Most climate change scenario predictions are at very large scales (several 1000 km2); however, the NC-94/1018 database has a county level spatial resolution. It has an existing temporal resolution of 30 year with the tools and templates in place to expand temporally as more data is measured. The importance of these data is they first can serve as baseline for measured data comparisons over the next 30 to 40 years AND can serve as a baseline from which to develop climatologies from the climate change model predictions. An integrated modeling approach is needed in order to develop effective policies, management programs that secure our food, fuel, and fiber supply as well as protect our natural resources. Often these systems need to be evaluated simultaneously for the biological, agronomic, ecologic and economic impacts. Since all of these variables are intertwined, one model type (crop model, soil model, etc) will seldom accomplish -the objectives set forth here. The scientists who participate in NC-1018 encompass a wide range of disciplines and include crop modelers, soil scientists, climatologists, and agricultural economists. This integrated team has the capabilities to address all of the issues described above and objectives stated below through large scale, integrated modeling efforts.
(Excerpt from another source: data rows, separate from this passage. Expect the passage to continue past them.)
use chrono::NaiveDateTime;
use serde::{Deserialize, Serialize};

/// Result of [`SoundRecording::analyze_sound`].
#[derive(Debug, Clone, PartialEq, Serialize)]
pub struct SoundAnalysis {
    pub duration: u32,
    pub format: String,
}

/// Metadata for an underwater audio capture. Duration is in seconds.
#[derive(Debug, Clone, PartialEq, Serialize, Deserialize)]
pub struct SoundRecording {
    timestamp: NaiveDateTime,
    file_format: String,
    duration: u32,
    analyzed: bool,
}

impl SoundRecording {
    pub fn new(timestamp: NaiveDateTime, file_format: impl Into<String>, duration: u32) -> Self {
        Self {
            timestamp,
            file_format: file_format.into(),
            duration,
            analyzed: false,
        }
    }

    pub fn timestamp(&self) -> NaiveDateTime {
        self.timestamp
    }

    pub fn file_format(&self) -> &str {
        &self.file_format
    }

    pub fn duration(&self) -> u32 {
        self.duration
    }

    pub fn is_analyzed(&self) -> bool {
        self.analyzed
    }

    /// Marks the recording as analyzed and returns its basic properties.
    pub fn analyze_sound(&mut self) -> SoundAnalysis {
        self.analyzed = true;
        SoundAnalysis {
            duration: self.duration,
            format: self.file_format.clone(),
        }
    }

    /// Timestamp is always rendered to whole seconds as `YYYY-MM-DDTHH:MM:SS`.
    pub fn export_data(&self) -> String {
        format!(
            "Recording from {} - Duration: {}s",
            self.timestamp.format("%Y-%m-%dT%H:%M:%S"),
            self.duration
        )
    }
}
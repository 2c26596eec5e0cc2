//! Output formatting for study trends.
//!
//! Supports a debug dump, pretty JSON, and CSV with one row per species.

use anyhow::Result;
use clap::ValueEnum;
use csv::WriterBuilder;
use serde::Serialize;
use std::io::Write;
use tracing::debug;

use crate::study::Trends;

#[derive(Debug, Clone, Copy, PartialEq, Eq, Default, ValueEnum)]
pub enum OutputFormat {
    #[default]
    Text,
    Json,
    Csv,
}

#[derive(Serialize)]
struct SpeciesRow<'a> {
    species: &'a str,
    count: usize,
}

/// Writes trends using Rust's debug format.
pub fn write_pretty<W: Write>(mut writer: W, trends: &Trends) -> Result<()> {
    writeln!(writer, "{:?}", trends)?;
    Ok(())
}

/// Writes any serializable value as pretty-printed JSON.
pub fn write_json<W: Write>(mut writer: W, value: &impl Serialize) -> Result<()> {
    serde_json::to_writer_pretty(&mut writer, value)?;
    writeln!(writer)?;
    Ok(())
}

/// Writes the species distribution as `species,count` CSV rows with a header.
pub fn write_csv<W: Write>(writer: W, trends: &Trends) -> Result<()> {
    debug!(rows = trends.species_distribution.len(), "Writing CSV");

    let mut writer = WriterBuilder::new().has_headers(true).from_writer(writer);

    for (species, count) in trends.species_distribution.iter() {
        writer.serialize(SpeciesRow { species, count })?;
    }
    writer.flush()?;

    Ok(())
}

pub fn write_trends<W: Write>(writer: W, trends: &Trends, format: OutputFormat) -> Result<()> {
    match format {
        OutputFormat::Text => write_pretty(writer, trends),
        OutputFormat::Json => write_json(writer, trends),
        OutputFormat::Csv => write_csv(writer, trends),
    }
}

#[cfg(test)]
mod tests {
    use super::*;
    use crate::study::SpeciesDistribution;

    fn trends() -> Trends {
        let mut species_distribution = SpeciesDistribution::default();
        for species in ["Trout", "Trout", "Pike"] {
            species_distribution.increment(species);
        }
        Trends {
            species_distribution,
            observation_count: 2,
        }
    }

    fn render(format: OutputFormat) -> String {
        let mut buf = Vec::new();
        write_trends(&mut buf, &trends(), format).unwrap();
        String::from_utf8(buf).unwrap()
    }

    #[test]
    fn test_text_output() {
        assert_eq!(
            render(OutputFormat::Text),
            "Trends { species_distribution: {\"Trout\": 2, \"Pike\": 1}, observation_count: 2 }\n"
        );
    }

    #[test]
    fn test_json_output() {
        let json = render(OutputFormat::Json);
        let value: serde_json::Value = serde_json::from_str(&json).unwrap();

        assert_eq!(value["species_distribution"]["Trout"], 2);
        assert_eq!(value["species_distribution"]["Pike"], 1);
        assert_eq!(value["observation_count"], 2);
        assert!(json.find("Trout").unwrap() < json.find("Pike").unwrap());
    }

    #[test]
    fn test_csv_output() {
        assert_eq!(render(OutputFormat::Csv), "species,count\nTrout,2\nPike,1\n");
    }

    #[test]
    fn test_csv_empty_distribution() {
        let empty = Trends {
            species_distribution: SpeciesDistribution::default(),
            observation_count: 0,
        };
        let mut buf = Vec::new();
        write_csv(&mut buf, &empty).unwrap();

        assert!(buf.is_empty());
    }
}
The committee is also well positioned in working with currently-funded USDA and NOAA grants to develop tools for producers. These projects include the AFRI-funded (U2U) Useful to Usable Project developing tools for producers in the Corn Belt, the Corn CAP, working on climate change issues and tools in the Corn Belt and the NOAA Regional Integrated Sciences Assessment -The Southeast Climate Consortium. Six state climatologists are also involved. All are using climate information to help develop decision-making in agriculture in some form to help users make decisions. These tool applications are excellent methods of connected current research to tools and applications for producers.